== Data for this exercise ==

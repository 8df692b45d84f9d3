use serde::{Deserialize, Serialize};

/// OS-assigned device handle. Only valid for the current OS audio session;
/// hot-plug and sleep may reassign it, so persist the UID instead.
pub type DeviceId = u32;

/// Audio device snapshot.
///
/// Re-fetched on every enumeration and never cached beyond a single
/// operation, because the handle may be invalidated by hot-plug.
#[derive(Debug, Clone, PartialEq, Serialize, Deserialize)]
pub struct AudioDevice {
    pub id: DeviceId,
    /// Stable identifier, survives reconnects and reboots
    pub uid: String,
    pub name: String,
    pub input_channels: u32,
    pub output_channels: u32,
    /// Device exposes a native hardware volume scalar
    pub has_volume_control: bool,
}

/// Property scope of a device query
#[derive(Debug, Clone, Copy, PartialEq, Eq, Hash)]
pub enum Scope {
    Input,
    Output,
}

/// OS-wide default routing targets the engine redirects and restores
#[derive(Debug, Clone, Copy, PartialEq, Eq, Hash, Serialize, Deserialize)]
pub enum DefaultRole {
    /// Where applications play by default
    Output,
    /// Where alert and UI sounds play
    SystemOutput,
}

impl DefaultRole {
    pub const ALL: [DefaultRole; 2] = [DefaultRole::Output, DefaultRole::SystemOutput];

    pub fn label(self) -> &'static str {
        match self {
            DefaultRole::Output => "Default",
            DefaultRole::SystemOutput => "System",
        }
    }
}

/// Which side of the hardware unit a stream format applies to
#[derive(Debug, Clone, Copy, PartialEq, Eq, Hash)]
pub enum StreamSide {
    /// Data read from the device (input bus 1, output scope)
    Capture,
    /// Data written to the device (output bus 0, input scope)
    Render,
}

/// Linear PCM stream format negotiated for the render session
#[derive(Debug, Clone, Copy, PartialEq)]
pub struct StreamFormat {
    pub sample_rate: f64,
    pub channels: u32,
    pub bits_per_channel: u32,
    pub is_float: bool,
    pub non_interleaved: bool,
}

impl StreamFormat {
    /// 32-bit float, stereo, non-interleaved
    pub fn float_stereo(sample_rate: f64) -> Self {
        Self {
            sample_rate,
            channels: 2,
            bits_per_channel: 32,
            is_float: true,
            non_interleaved: true,
        }
    }

    /// Bytes per frame of a single buffer
    pub fn bytes_per_frame(&self) -> u32 {
        let sample_bytes = self.bits_per_channel / 8;
        if self.non_interleaved {
            sample_bytes
        } else {
            sample_bytes * self.channels
        }
    }
}

/// Eligible output device as presented to the UI collaborator
#[derive(Debug, Clone, PartialEq, Serialize, Deserialize)]
pub struct OutputChoice {
    pub uid: String,
    pub name: String,
}

impl From<&AudioDevice> for OutputChoice {
    fn from(device: &AudioDevice) -> Self {
        Self {
            uid: device.uid.clone(),
            name: device.name.clone(),
        }
    }
}

#[cfg(test)]
mod tests {
    use super::*;

    #[test]
    fn test_float_stereo_format() {
        let format = StreamFormat::float_stereo(48_000.0);
        assert_eq!(format.channels, 2);
        assert_eq!(format.bits_per_channel, 32);
        assert!(format.is_float && format.non_interleaved);
        assert_eq!(format.bytes_per_frame(), 4);
    }
}
//! Routing engine: the single owner of routing state.
//!
//! Drives `Idle → Routing → Degraded → Routing → Idle`. All transitions run on
//! the task draining the engine queue, one event at a time. Only startup
//! failures are fatal; failures triggered by device changes, output switches
//! or wake are logged and the engine keeps waiting for the next event.

use std::sync::Arc;

use colored::Colorize;
use tokio::sync::{broadcast, mpsc};
use tracing::{debug, error, info, warn};

use super::breadcrumb::{Breadcrumb, BreadcrumbState, BreadcrumbStore};
use super::events::{EngineCommand, EngineEvent, EngineHandle, EngineUpdate};
use super::state::RoutingState;
use crate::audio::devices::catalog::DeviceCatalog;
use crate::audio::devices::notifications::DeviceChangeSignal;
use crate::audio::hardware::AudioHardware;
use crate::audio::render::gain::GainState;
use crate::audio::render::session::RenderSession;
use crate::audio::types::{AudioDevice, DefaultRole, DeviceId, OutputChoice};
use crate::config::EngineConfig;
use crate::error::{EngineError, Result};

const UPDATE_CHANNEL_CAPACITY: usize = 64;

/// Defaults to put back at shutdown. Handles can be renumbered across sleep,
/// so the UIDs are kept alongside and win whenever they still resolve.
#[derive(Debug)]
struct SavedDefaults {
    handles: Breadcrumb,
    output_uid: Option<String>,
    system_output_uid: Option<String>,
}

impl SavedDefaults {
    fn capture(catalog: &DeviceCatalog, handles: Breadcrumb) -> Self {
        Self {
            output_uid: catalog.device_uid(handles.output),
            system_output_uid: catalog.device_uid(handles.system_output),
            handles,
        }
    }

    /// Current handles, falling back to the recorded ones
    fn resolve(&self, catalog: &DeviceCatalog) -> Breadcrumb {
        let current = |uid: &Option<String>, recorded: DeviceId| {
            uid.as_deref()
                .and_then(|uid| catalog.resolve_uid(uid))
                .unwrap_or(recorded)
        };
        Breadcrumb {
            output: current(&self.output_uid, self.handles.output),
            system_output: current(&self.system_output_uid, self.handles.system_output),
        }
    }
}

pub struct RoutingEngine {
    config: EngineConfig,
    catalog: DeviceCatalog,
    session: RenderSession,
    breadcrumbs: BreadcrumbStore,
    signal: DeviceChangeSignal,
    events: mpsc::UnboundedSender<EngineEvent>,
    updates: broadcast::Sender<EngineUpdate>,
    state: RoutingState,
    capture_uid: Option<String>,
    /// Current target output; in Degraded, the output to recover onto
    output_uid: Option<String>,
    saved_defaults: Option<SavedDefaults>,
}
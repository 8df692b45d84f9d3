pub mod audio;
pub mod commands;
pub mod config;
pub mod engine;
pub mod error;
pub mod log;
pub mod platform;
pub mod preferences;

// Re-export the engine surface for the binary and integration tests
pub use audio::devices::{CompositeDeviceManager, DeviceCatalog, SimulatedDevice, SimulatedHardware};
pub use audio::render::{GainSnapshot, GainState, RenderSession};
pub use audio::{AudioDevice, AudioHardware, DefaultRole, DeviceId, HardwareError, OutputChoice};
pub use config::EngineConfig;
pub use engine::{
    EngineCommand, EngineEvent, EngineHandle, EngineUpdate, RoutingEngine, RoutingState,
};
pub use error::{ConfigError, EngineError};
pub use preferences::{PreferenceStore, Preferences};

#[cfg(target_os = "macos")]
pub use audio::devices::CoreAudioHardware;
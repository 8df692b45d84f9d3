// Device discovery and classification
//
// Every query goes to the OS; nothing is cached, because handles are
// invalidated by hot-plug. An unavailable audio subsystem yields an empty
// list rather than an error.

use std::sync::Arc;

use colored::Colorize;
use tracing::{info, warn};

use super::notifications::DeviceChangeSignal;
use crate::audio::hardware::{AudioHardware, HardwareResult};
use crate::audio::types::{AudioDevice, DefaultRole, DeviceId, Scope};

/// Output volume elements probed for a hardware volume scalar: master, then first channel
const VOLUME_ELEMENTS: [u32; 2] = [0, 1];

pub struct DeviceCatalog {
    hardware: Arc<dyn AudioHardware>,
    capture_device_name: String,
    composite_uid: String,
}

impl std::fmt::Debug for DeviceCatalog {
    fn fmt(&self, f: &mut std::fmt::Formatter<'_>) -> std::fmt::Result {
        f.debug_struct("DeviceCatalog")
            .field("capture_device_name", &self.capture_device_name)
            .field("composite_uid", &self.composite_uid)
            .finish()
    }
}

impl DeviceCatalog {
    pub fn new(
        hardware: Arc<dyn AudioHardware>,
        capture_device_name: &str,
        composite_uid: &str,
    ) -> Self {
        Self {
            hardware,
            capture_device_name: capture_device_name.to_string(),
            composite_uid: composite_uid.to_string(),
        }
    }

    pub fn capture_device_name(&self) -> &str {
        &self.capture_device_name
    }

    /// All devices exposing at least one output stream
    pub fn list_output_devices(&self) -> Vec<AudioDevice> {
        let ids = match self.hardware.device_ids() {
            Ok(ids) => ids,
            Err(e) => {
                warn!(
                    "{} Device enumeration unavailable: {}",
                    "CATALOG_WARN".bright_yellow(),
                    e
                );
                return Vec::new();
            }
        };

        crate::device_debug!("OS reports {} audio devices", ids.len());

        ids.into_iter()
            .filter(|id| self.hardware.has_output_streams(*id))
            .filter_map(|id| match self.describe(id) {
                Ok(device) => {
                    crate::device_debug!(
                        "  {} '{}' uid={} in={} out={} hw_volume={}",
                        device.id,
                        device.name,
                        device.uid,
                        device.input_channels,
                        device.output_channels,
                        device.has_volume_control
                    );
                    Some(device)
                }
                Err(e) => {
                    crate::device_debug!("Skipping device {}: {}", id, e);
                    None
                }
            })
            .collect()
    }

    /// First output device whose name contains `substring`
    pub fn find_by_name(&self, substring: &str) -> Option<AudioDevice> {
        self.list_output_devices()
            .into_iter()
            .find(|device| device.name.contains(substring))
    }

    /// Re-resolve an output device by its stable identifier
    pub fn find_by_uid(&self, uid: &str) -> Option<AudioDevice> {
        let id = self.hardware.translate_uid(uid)?;
        if !self.hardware.has_output_streams(id) {
            return None;
        }
        self.describe(id).ok()
    }

    /// The virtual capture device system audio is redirected into
    pub fn capture_device(&self) -> Option<AudioDevice> {
        self.find_by_name(&self.capture_device_name)
    }

    /// Devices that are valid routing targets: not the capture device, not our
    /// composite, and without native hardware volume.
    pub fn fixed_volume_outputs(&self) -> Vec<AudioDevice> {
        self.list_output_devices()
            .into_iter()
            .filter(|device| self.is_routing_target(device))
            .collect()
    }

    pub fn is_routing_target(&self, device: &AudioDevice) -> bool {
        !device.name.contains(&self.capture_device_name)
            && device.uid != self.composite_uid
            && !device.has_volume_control
    }

    /// Whether the OS reports a volume scalar on the master or first channel element
    pub fn has_volume_control(&self, id: DeviceId) -> bool {
        VOLUME_ELEMENTS
            .iter()
            .any(|element| self.hardware.has_volume_property(id, *element))
    }

    /// Stable identifier of a device handle, if the device still exists
    pub fn device_uid(&self, id: DeviceId) -> Option<String> {
        self.hardware.device_uid(id).ok()
    }

    /// Current handle for a stable identifier. Handles can change across sleep.
    pub fn resolve_uid(&self, uid: &str) -> Option<DeviceId> {
        self.hardware.translate_uid(uid)
    }

    pub fn default_output(&self) -> Option<DeviceId> {
        self.default_device(DefaultRole::Output)
    }

    pub fn set_default_output(&self, id: DeviceId) -> bool {
        self.set_default_device(DefaultRole::Output, id)
    }

    pub fn default_system_output(&self) -> Option<DeviceId> {
        self.default_device(DefaultRole::SystemOutput)
    }

    pub fn set_default_system_output(&self, id: DeviceId) -> bool {
        self.set_default_device(DefaultRole::SystemOutput, id)
    }

    pub fn default_device(&self, role: DefaultRole) -> Option<DeviceId> {
        match self.hardware.default_device(role) {
            Ok(id) => Some(id),
            Err(e) => {
                warn!(
                    "{} Failed to get {} output device: {}",
                    "SYS_AUDIO_WARN".bright_yellow(),
                    role.label(),
                    e
                );
                None
            }
        }
    }

    pub fn set_default_device(&self, role: DefaultRole, id: DeviceId) -> bool {
        match self.hardware.set_default_device(role, id) {
            Ok(()) => {
                info!(
                    "{} Set {} output device to ID {}",
                    "SYS_AUDIO_SET".bright_green(),
                    role.label(),
                    id
                );
                true
            }
            Err(e) => {
                warn!(
                    "{} Failed to set {} output device to ID {}: {}",
                    "SYS_AUDIO_WARN".bright_yellow(),
                    role.label(),
                    id,
                    e
                );
                false
            }
        }
    }

    /// Register the OS device-list listener, forwarding through `signal`
    pub fn watch(&self, signal: DeviceChangeSignal) -> HardwareResult<()> {
        self.hardware.watch_device_list(signal)?;
        info!("{} Watching device list", "CATALOG_WATCH".bright_blue());
        Ok(())
    }

    pub fn unwatch(&self) {
        self.hardware.unwatch_device_list();
    }

    fn describe(&self, id: DeviceId) -> HardwareResult<AudioDevice> {
        let uid = self.hardware.device_uid(id)?;
        let name = self.hardware.device_name(id)?;
        let input_channels = self.hardware.channel_count(id, Scope::Input).unwrap_or(0);
        let output_channels = self.hardware.channel_count(id, Scope::Output).unwrap_or(0);

        Ok(AudioDevice {
            id,
            uid,
            name,
            input_channels,
            output_channels,
            has_volume_control: self.has_volume_control(id),
        })
    }
}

===

(Exercise directions) Whenever the string "EngineCommand" shows up in a line above, copy that line.

(Solved exercise)
use super::events::{EngineCommand, EngineEvent, EngineHandle, EngineUpdate};
    EngineCommand, EngineEvent, EngineHandle, EngineUpdate, RoutingEngine, RoutingState,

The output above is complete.